What happened in the later stages of Maria Callas’ singing career?

Pablo Larraín/Netflix Angelina Jolie and Pablo Larrain on the set of 'Maria'

Pablo Larraín/Netflix

Angelina Jolie and Pablo Larrain on the set of 'Maria'

Callas began dropping out of engagements with increasing regularity, refusing to perform if she could not give fans her best. Nonetheless, she recorded some of her most iconic music and gave some of her most memorable on-stage appearances during this period. This included a celebrated iteration of Vincenzo Bellini’s Norma, which she performed with the Greek National Opera at the Ancient Theatre of Epidaurus in 1960.

Following what The New Yorker described as “a flurry of troubled performances in 1964-65,” Callas starred in her last full opera production at age 41, reprising Tosca at Convent Garden on July 5, 1965.

Was Maria Callas really in a love triangle with Jackie Kennedy?

During this time, Callas was romantically linked with the wealthy Greek shipping tycoon Aristotle Onassis, a coupling which ended Callas’ marriage to Giovanni Batista Meneghini, whom she wed in 1949.

Though Callas was now single, Onassis was not. He married Jacqueline Kennedy in 1968, who was later the subject of Larraín’s 2016 film Jackie. They exchanged vows five years after the former first lady's husband, President John F. Kennedy, was assassinated in Dallas on Nov. 22, 1963.

But Callas and Onassis continued seeing each other even after he wed Jackie O. According to Kiki Feroudi Moutsatsos, Onassis' personal secretary who coordinated the couples' meetings, the two were deeply in love until his death in 1975 at age 69. “Maria was a piece of his soul, of his body, of his brain,” Moutsatsos told PEOPLE in 2024. “That’s why they never believed that they could be separate.”

What did Maria Callas do after she stopped performing opera?

Following their split, Callas began instructing operatic masterclasses at Juilliard in Manhattan.

In 1973 and 1974, along with tenor Giuseppe di Stefano, Callas undertook a series of recitals that would be her last. As Callas and Stefano were far past their vocal peak, the performances were marred by difficulties. However, audiences flocked out in droves to see the legends, and each show was sold out. Still, The New Yorker called the duo’s tour “disastrous.”
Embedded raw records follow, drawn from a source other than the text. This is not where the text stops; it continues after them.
//! The game aggregate and its fixed-interval loop.

use std::rc::Rc;
use std::sync::atomic::{AtomicBool, Ordering};
use std::sync::Arc;
use std::thread;
use std::time::Duration;

use tracing::{debug, info};

use crate::config::GameConfig;
use crate::entities::{EnemyField, Image, Player};
use crate::error::Result;
use crate::input::{InputState, KeyDisposition};
use crate::surface::Surface;

/// Everything one session owns.  Built once, then driven by `tick`.
#[derive(Debug)]
pub struct Game {
    pub input: InputState,
    pub player: Player,
    pub enemies: EnemyField,
    pub width: f32,
    pub height: f32,
    ticks: u64,
    cleared: bool,
}

impl Game {
    pub fn new(config: &GameConfig, enemy_image: Rc<Image>) -> Self {
        let mut enemies = EnemyField::new();
        enemies.populate(enemy_image);
        Self {
            input: InputState::new(),
            player: Player::new(config.player_start(), config.player_speed, config.width),
            enemies,
            width: config.width,
            height: config.height,
            ticks: 0,
            cleared: false,
        }
    }

    pub fn set_key(&mut self, code: &str, pressed: bool) -> KeyDisposition {
        self.input.set_key(code, pressed)
    }

    pub fn ticks(&self) -> u64 {
        self.ticks
    }

    /// One frame, always in this order: clear, player (simulate then draw),
    /// collision, enemies.
    pub fn tick<S: Surface>(&mut self, out: &mut S) -> std::io::Result<()> {
        self.ticks += 1;

        out.clear_rect(0.0, 0.0, self.width, self.height)?;

        self.player.simulate(&self.input);
        self.player.render(out)?;

        self.enemies.resolve_collision(self.player.bullet_mut());
        if self.enemies.is_empty() && !self.cleared {
            self.cleared = true;
            info!(tick = self.ticks, "field cleared");
        }

        self.enemies.render(out)?;
        out.present()
    }
}

// ── Loop ──────────────────────────────────────────────────────────────────────

/// Cancellation flag shared between the loop and whoever wants it stopped.
#[derive(Clone, Debug, Default)]
pub struct StopHandle(Arc<AtomicBool>);

impl StopHandle {
    pub fn new() -> Self {
        Self::default()
    }

    pub fn stop(&self) {
        self.0.store(true, Ordering::SeqCst);
    }

    pub fn is_stopped(&self) -> bool {
        self.0.load(Ordering::SeqCst)
    }
}

/// Tick until `stop` is raised.  Returns the number of ticks run.
///
/// `before_tick` is the host's chance to deliver pending input (and to raise
/// `stop`).  The wait between ticks is always `interval`, however long the
/// tick itself took.
pub fn run_loop<S, F>(
    game: &mut Game,
    out: &mut S,
    interval: Duration,
    stop: &StopHandle,
    mut before_tick: F,
) -> Result<u64>
where
    S: Surface,
    F: FnMut(&mut Game, &StopHandle),
{
    let mut ran = 0;
    info!(interval_ms = interval.as_millis() as u64, "loop started");
    loop {
        if stop.is_stopped() {
            break;
        }
        before_tick(game, stop);
        if stop.is_stopped() {
            break;
        }

        game.tick(out)?;
        ran += 1;

        if !interval.is_zero() {
            thread::sleep(interval);
        }
    }
    debug!(ticks = ran, "loop stopped");
    Ok(ran)
}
Related: How Angelina Jolie moved Maria director to tears by 'burning herself' raw with emotion (exclusive)

How did Maria Callas spend the final years of her life?

Robin Marchant/Getty; Corbis via Getty  Angelina Jolie, Maria Callas

Robin Marchant/Getty; Corbis via Getty

Angelina Jolie, Maria Callas

Following her and Stefano’s final performance in November 1974, Callas never performed in public again. She retreated to Paris, “a city that never knew her in her prime," The New Yorker lamented, where she lived alone in a modest apartment that she rarely left. Despite several efforts to revive her career, Callas was “unable to rehabilitate herself as a performer” and became “an overmedicated recluse."

Callas died in Paris in 1977 at age 53. Her cause of death was officially listed as a heart attack, but there are other theories. According to The New Yorker, some of Callas' inner circle believed she committed suicide, while others believe her death was caused by a drug overdose. She was quickly cremated, and no autopsy was performed. “By the time she died there,” The New Yorker states, “her career had long since ebbed into fitful and mostly unfulfilled comeback projects.”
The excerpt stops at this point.